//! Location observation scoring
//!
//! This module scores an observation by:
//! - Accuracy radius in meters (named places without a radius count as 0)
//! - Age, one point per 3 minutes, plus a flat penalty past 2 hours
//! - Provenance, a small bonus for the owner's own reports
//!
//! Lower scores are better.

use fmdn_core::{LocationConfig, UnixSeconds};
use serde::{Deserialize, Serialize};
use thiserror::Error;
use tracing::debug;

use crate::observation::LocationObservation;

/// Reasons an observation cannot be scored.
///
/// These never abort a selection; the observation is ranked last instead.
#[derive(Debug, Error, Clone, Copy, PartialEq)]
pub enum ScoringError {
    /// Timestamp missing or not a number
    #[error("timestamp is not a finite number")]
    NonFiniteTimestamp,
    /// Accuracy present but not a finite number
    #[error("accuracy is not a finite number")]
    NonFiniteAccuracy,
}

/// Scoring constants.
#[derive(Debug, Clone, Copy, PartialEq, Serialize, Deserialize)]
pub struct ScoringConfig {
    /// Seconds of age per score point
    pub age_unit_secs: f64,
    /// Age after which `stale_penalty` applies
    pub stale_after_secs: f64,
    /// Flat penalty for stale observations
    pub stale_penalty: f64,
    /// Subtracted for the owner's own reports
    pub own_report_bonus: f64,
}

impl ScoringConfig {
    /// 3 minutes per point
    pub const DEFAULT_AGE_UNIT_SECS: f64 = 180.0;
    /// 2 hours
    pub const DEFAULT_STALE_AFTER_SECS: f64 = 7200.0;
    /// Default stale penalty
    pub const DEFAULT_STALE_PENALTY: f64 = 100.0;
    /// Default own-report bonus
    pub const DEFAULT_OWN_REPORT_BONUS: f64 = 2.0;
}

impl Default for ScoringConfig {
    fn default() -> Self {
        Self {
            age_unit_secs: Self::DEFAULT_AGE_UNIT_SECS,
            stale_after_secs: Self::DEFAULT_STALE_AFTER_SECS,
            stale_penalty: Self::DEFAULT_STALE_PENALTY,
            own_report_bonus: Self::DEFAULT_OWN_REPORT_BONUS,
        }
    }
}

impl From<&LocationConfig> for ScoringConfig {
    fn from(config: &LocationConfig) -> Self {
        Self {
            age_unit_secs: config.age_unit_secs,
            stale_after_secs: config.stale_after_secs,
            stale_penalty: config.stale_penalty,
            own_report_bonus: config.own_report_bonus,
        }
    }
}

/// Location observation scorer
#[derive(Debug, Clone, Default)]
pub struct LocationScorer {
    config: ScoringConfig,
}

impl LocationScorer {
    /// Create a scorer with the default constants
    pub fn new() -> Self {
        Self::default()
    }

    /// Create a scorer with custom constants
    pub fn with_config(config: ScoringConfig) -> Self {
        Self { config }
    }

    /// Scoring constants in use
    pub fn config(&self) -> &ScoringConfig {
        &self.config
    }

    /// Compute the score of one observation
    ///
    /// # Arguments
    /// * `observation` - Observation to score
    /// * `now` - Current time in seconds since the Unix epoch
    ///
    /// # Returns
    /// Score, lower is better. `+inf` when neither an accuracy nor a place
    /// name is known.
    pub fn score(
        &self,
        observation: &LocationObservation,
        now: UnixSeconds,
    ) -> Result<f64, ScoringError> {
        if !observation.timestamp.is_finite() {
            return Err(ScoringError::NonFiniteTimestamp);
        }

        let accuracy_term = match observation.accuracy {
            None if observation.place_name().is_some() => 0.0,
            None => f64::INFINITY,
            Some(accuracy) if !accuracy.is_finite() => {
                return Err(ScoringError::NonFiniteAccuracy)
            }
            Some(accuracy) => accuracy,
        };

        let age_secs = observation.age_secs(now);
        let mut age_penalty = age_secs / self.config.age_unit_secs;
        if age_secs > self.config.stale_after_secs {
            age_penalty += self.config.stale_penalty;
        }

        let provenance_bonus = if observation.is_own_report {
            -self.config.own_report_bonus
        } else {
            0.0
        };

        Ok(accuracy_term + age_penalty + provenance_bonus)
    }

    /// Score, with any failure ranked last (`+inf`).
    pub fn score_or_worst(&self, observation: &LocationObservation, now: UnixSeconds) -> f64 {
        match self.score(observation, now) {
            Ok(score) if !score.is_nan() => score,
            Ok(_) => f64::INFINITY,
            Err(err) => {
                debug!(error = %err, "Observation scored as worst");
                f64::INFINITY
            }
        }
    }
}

=======

▶ **Work to complete**:
Using the entries above, return exactly the lines from the line with "past 2 hours" to the line with "Default stale penalty", counting both of those lines.

▶ **Answer area**:
//! - Age, one point per 3 minutes, plus a flat penalty past 2 hours
//! - Provenance, a small bonus for the owner's own reports
//!
//! Lower scores are better.

use fmdn_core::{LocationConfig, UnixSeconds};
use serde::{Deserialize, Serialize};
use thiserror::Error;
use tracing::debug;

use crate::observation::LocationObservation;

/// Reasons an observation cannot be scored.
///
/// These never abort a selection; the observation is ranked last instead.
#[derive(Debug, Error, Clone, Copy, PartialEq)]
pub enum ScoringError {
    /// Timestamp missing or not a number
    #[error("timestamp is not a finite number")]
    NonFiniteTimestamp,
    /// Accuracy present but not a finite number
    #[error("accuracy is not a finite number")]
    NonFiniteAccuracy,
}

/// Scoring constants.
#[derive(Debug, Clone, Copy, PartialEq, Serialize, Deserialize)]
pub struct ScoringConfig {
    /// Seconds of age per score point
    pub age_unit_secs: f64,
    /// Age after which `stale_penalty` applies
    pub stale_after_secs: f64,
    /// Flat penalty for stale observations
    pub stale_penalty: f64,
    /// Subtracted for the owner's own reports
    pub own_report_bonus: f64,
}

impl ScoringConfig {
    /// 3 minutes per point
    pub const DEFAULT_AGE_UNIT_SECS: f64 = 180.0;
    /// 2 hours
    pub const DEFAULT_STALE_AFTER_SECS: f64 = 7200.0;
    /// Default stale penalty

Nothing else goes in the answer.